Genotyping for linkage analysis

Three microsatellite markers spanning a region of 4.35 Mb between 22q11.1 and 22q11.22 were selected (Figure 1) based on their heterozygosities and distances from each other (Table 1). The markers have a 5.86 cM average interval according to the deCODE map. Their heterozygosities were calculated from the genotype data of one-hundred normal Koreans (generated by one of the authors; JWK) and from the unaffected founders of the families of the current study (Table 1). Genotypes were obtained for a broad class of 47 multiplex families with 161 members including 105 affected individuals. DNA was extracted from the white cells of peripheral blood by a Wizard™ Genomic DNA Purification kit (Promega, Madison, WI, USA).

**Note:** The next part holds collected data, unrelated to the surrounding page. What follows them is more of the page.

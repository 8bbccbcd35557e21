//! Path codec: converts between nested property trees and flat
//! `(path, value)` pairs.
//!
//! Key paths join dictionary keys with `.`. Keys that themselves contain
//! `.`, `!` or `\` are backslash-escaped and the empty key is written `\0`,
//! so `build(flatten(x)) == x` holds for any tree of non-empty dictionaries
//! and scalars. The empty path addresses the root.
//!
//! Entity property paths (`field.delta.property`) use the same `.` syntax.
//! A `!` after the schema part marks the start of a free-form dictionary key
//! path, see [`PropertyPath`].

use std::borrow::Cow;

use serde_json::{Map, Value};
use thiserror::Error;

/// Separator between schema properties and dictionary keys.
pub const KEY_SEPARATOR: char = '.';

/// Marks the start of a free-form dictionary key path.
pub const MAP_KEY_MARKER: char = '!';

const ESCAPE: char = '\\';

/// Escaped form of the empty key.
const EMPTY_KEY: &str = "\\0";

/// Errors from parsing or applying paths.
#[derive(Debug, Clone, PartialEq, Eq, Error)]
pub enum PathError {
    #[error("empty path")]
    Empty,

    #[error("path {0:?} does not name a property")]
    MissingProperty(String),

    #[error("path {0:?} has an empty map key")]
    EmptyMapKey(String),

    #[error("key {key:?} is not a list index")]
    NotAnIndex { key: String },

    #[error("index {index} out of range for list of {len}")]
    IndexOutOfRange { index: usize, len: usize },
}

/// Escapes a single dictionary key for use in a key path.
pub fn escape_key(key: &str) -> Cow<'_, str> {
    if key.is_empty() {
        return Cow::Borrowed(EMPTY_KEY);
    }
    if !key.contains([KEY_SEPARATOR, MAP_KEY_MARKER, ESCAPE]) {
        return Cow::Borrowed(key);
    }
    let mut out = String::with_capacity(key.len() + 2);
    for c in key.chars() {
        if matches!(c, KEY_SEPARATOR | MAP_KEY_MARKER | ESCAPE) {
            out.push(ESCAPE);
        }
        out.push(c);
    }
    Cow::Owned(out)
}

/// Joins keys into an escaped key path.
pub fn join_keys<S: AsRef<str>>(keys: &[S]) -> String {
    keys.iter()
        .map(|k| escape_key(k.as_ref()))
        .collect::<Vec<_>>()
        .join(".")
}

/// Splits an escaped key path back into its keys. The empty path has no keys.
pub fn split_key_path(path: &str) -> Vec<String> {
    if path.is_empty() {
        return Vec::new();
    }
    let mut keys = Vec::new();
    let mut current = String::new();
    let mut chars = path.chars();
    while let Some(c) = chars.next() {
        match c {
            ESCAPE => match chars.next() {
                // `\0` is the empty key; `0` itself is never escaped.
                Some('0') | None => {}
                Some(next) => current.push(next),
            },
            KEY_SEPARATOR => keys.push(std::mem::take(&mut current)),
            other => current.push(other),
        }
    }
    keys.push(current);
    keys
}

/// Splits off the last key of an escaped key path.
///
/// Returns `None` when the path has a single key.
pub fn split_last_key(path: &str) -> Option<(&str, String)> {
    let mut last_sep = None;
    let mut escaped = false;
    for (i, c) in path.char_indices() {
        if escaped {
            escaped = false;
        } else if c == ESCAPE {
            escaped = true;
        } else if c == KEY_SEPARATOR {
            last_sep = Some(i);
        }
    }
    let i = last_sep?;
    let key = split_key_path(&path[i + 1..]).concat();
    Some((&path[..i], key))
}

/// Depth-first flattening of a tree into `(key path, leaf)` pairs.
///
/// List elements are keyed by index. Empty dictionaries and lists produce
/// no pairs. A scalar root yields one pair with the empty path.
pub fn flatten(tree: &Value) -> Vec<(String, Value)> {
    let mut out = Vec::new();
    let mut prefix = Vec::new();
    flatten_into(tree, &mut prefix, &mut out);
    out
}

fn flatten_into(node: &Value, prefix: &mut Vec<String>, out: &mut Vec<(String, Value)>) {
    match node {
        Value::Object(map) => {
            for (key, child) in map {
                prefix.push(key.clone());
                flatten_into(child, prefix, out);
                prefix.pop();
            }
        }
        Value::Array(items) => {
            for (index, child) in items.iter().enumerate() {
                prefix.push(index.to_string());
                flatten_into(child, prefix, out);
                prefix.pop();
            }
        }
        leaf => out.push((join_keys(prefix), leaf.clone())),
    }
}

/// Builds a tree from `(key path, leaf)` pairs. Inverse of [`flatten`].
///
/// Later pairs win when two paths address the same slot.
pub fn build<I, K>(pairs: I) -> Value
where
    I: IntoIterator<Item = (K, Value)>,
    K: AsRef<str>,
{
    pairs.into_iter().fold(Value::Null, |tree, (path, leaf)| {
        let keys = split_key_path(path.as_ref());
        insert_at(tree, &keys, leaf)
    })
}

/// Returns `node` with `leaf` placed at `keys`, creating dictionaries on
/// the way. A non-dictionary node on the way is replaced.
fn insert_at(node: Value, keys: &[String], leaf: Value) -> Value {
    let Some((head, rest)) = keys.split_first() else {
        return leaf;
    };
    let mut map = match node {
        Value::Object(map) => map,
        _ => Map::new(),
    };
    let child = map.remove(head).unwrap_or(Value::Null);
    map.insert(head.clone(), insert_at(child, rest, leaf));
    Value::Object(map)
}

/// Deep-merges `patch` into `base`.
///
/// Dictionaries merge key by key; anything else is replaced. A dictionary
/// patch applied to a list addresses existing elements by index.
pub fn merge(base: &mut Value, patch: Value) -> Result<(), PathError> {
    match (base, patch) {
        (Value::Object(existing), Value::Object(patch)) => {
            for (key, value) in patch {
                match existing.get_mut(&key) {
                    Some(slot) => merge(slot, value)?,
                    None => {
                        existing.insert(key, value);
                    }
                }
            }
            Ok(())
        }
        (Value::Array(items), Value::Object(patch)) => {
            for (key, value) in patch {
                let index: usize = key.parse().map_err(|_| PathError::NotAnIndex { key: key.clone() })?;
                let len = items.len();
                let slot = items
                    .get_mut(index)
                    .ok_or(PathError::IndexOutOfRange { index, len })?;
                merge(slot, value)?;
            }
            Ok(())
        }
        (slot, patch) => {
            *slot = patch;
            Ok(())
        }
    }
}

/// A parsed entity property path: `field[.delta].property[.sub...][!map.key]`.
#[derive(Debug, Clone, PartialEq, Eq)]
pub struct PropertyPath {
    pub field: String,
    /// Item index; `0` when the path omits it.
    pub delta: usize,
    /// Property name followed by declared sub-property names.
    pub properties: Vec<String>,
    /// Escaped key path into an untyped dictionary, after the `!` marker.
    pub map_key: Option<String>,
}

impl PropertyPath {
    pub fn parse(path: &str) -> Result<Self, PathError> {
        let (schema_part, map_key) = match path.split_once(MAP_KEY_MARKER) {
            Some((schema, key)) if key.is_empty() => return Err(PathError::EmptyMapKey(schema.to_string())),
            Some((schema, key)) => (schema, Some(key.to_string())),
            None => (path, None),
        };
        let mut segments = schema_part.split(KEY_SEPARATOR);
        let field = match segments.next() {
            Some(f) if !f.is_empty() => f.to_string(),
            _ => return Err(PathError::Empty),
        };
        let mut rest: Vec<String> = segments.map(str::to_string).collect();
        let delta = match rest.first().and_then(|s| s.parse::<usize>().ok()) {
            Some(delta) => {
                rest.remove(0);
                delta
            }
            None => 0,
        };
        if rest.is_empty() || rest.iter().any(String::is_empty) {
            return Err(PathError::MissingProperty(path.to_string()));
        }
        Ok(Self {
            field,
            delta,
            properties: rest,
            map_key,
        })
    }

    /// The path of the item property, without the map key part.
    pub fn property_path(&self) -> String {
        format!("{}.{}.{}", self.field, self.delta, self.properties.join("."))
    }
}

impl std::fmt::Display for PropertyPath {
    fn fmt(&self, f: &mut std::fmt::Formatter<'_>) -> std::fmt::Result {
        f.write_str(&self.property_path())?;
        if let Some(key) = &self.map_key {
            write!(f, "{MAP_KEY_MARKER}{key}")?;
        }
        Ok(())
    }
}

In the polymerase chain reaction (PCR), primer sets used were provided by the ABIPRISM linkage mapping set v2.5 (Applied Biosystems, Foster City, CA, USA) for D22S420 and D22S539. For D22S427, the primer set was designed using Primer 3 primer-designing software ( All of the fluorescently labeled PCR products, by each forward primer, were separated by capillary electrophoresis on an ABI3100 Genetic Analyzer (Applied Biosystems). The results of the automatic scoring of the genotype peaks provided by “Genotyper” program (Applied Biosystems) were manually checked by referring to the distribution patterns of the peaks. Quality control of genotyping utilized DNA sample of CEPH 1347-02 in the assays, with manual checking of the Mendelian transmission for all of the markers and families.

Figure 1

The location of microsatellite markers (spanning 4.35 Mb) and SNPs (spanning 1.40 Mb) used for linkage and association analyses of the present study with known candidate genes of schizophrenia in chromosome 22q11. Intra-genic SNPs on candidate genes are indicated in bold. Arrows represent the SNPs analyzed only by individual genotyping. SNP: single nucleotide polymorphisms.

Table 1

Results of the single point linkage analysis: non-parametric lod (NPL) scores and pointwise p-values

Genotying for association studies

Initially, an association study using pooled genotyping was done for 39 SNPs (35 intergenic and four intragenic SNPs) with a mean inter-marker distance of 33 kb spanning a 1.4 Mb region of 22q11, which contains four candidate schizophrenia genes (DGCR6, PRODH, COMT, and ZDHHC8) (Figure 1). DNA pools were constructed separately for 227 patients and 292 control subjects as previously outlined.2324 Concentrations of all DNA samples used for pool construction were determined using the PicoGreen dsDNA Quantitation method (Molecular Probes, Eugene, OR, USA) in a Labsystems Ascent Fluoroskan (Life Sciences international, Basingstoke, UK). Three microliters of a DNA suspension (20 ng/uL) from each individual was used to construct DNA pools. Genotyping of DNA pools were performed using SNapShot primer extension method (Applied Biosystems) as previously described23 for each SNP. PCR and extension primers were designed using MassARRAY assay design software (Sequenom, San Diego, CA, USA). Each pooled DNA sample was genotyped four times and average allele frequencies were calculated.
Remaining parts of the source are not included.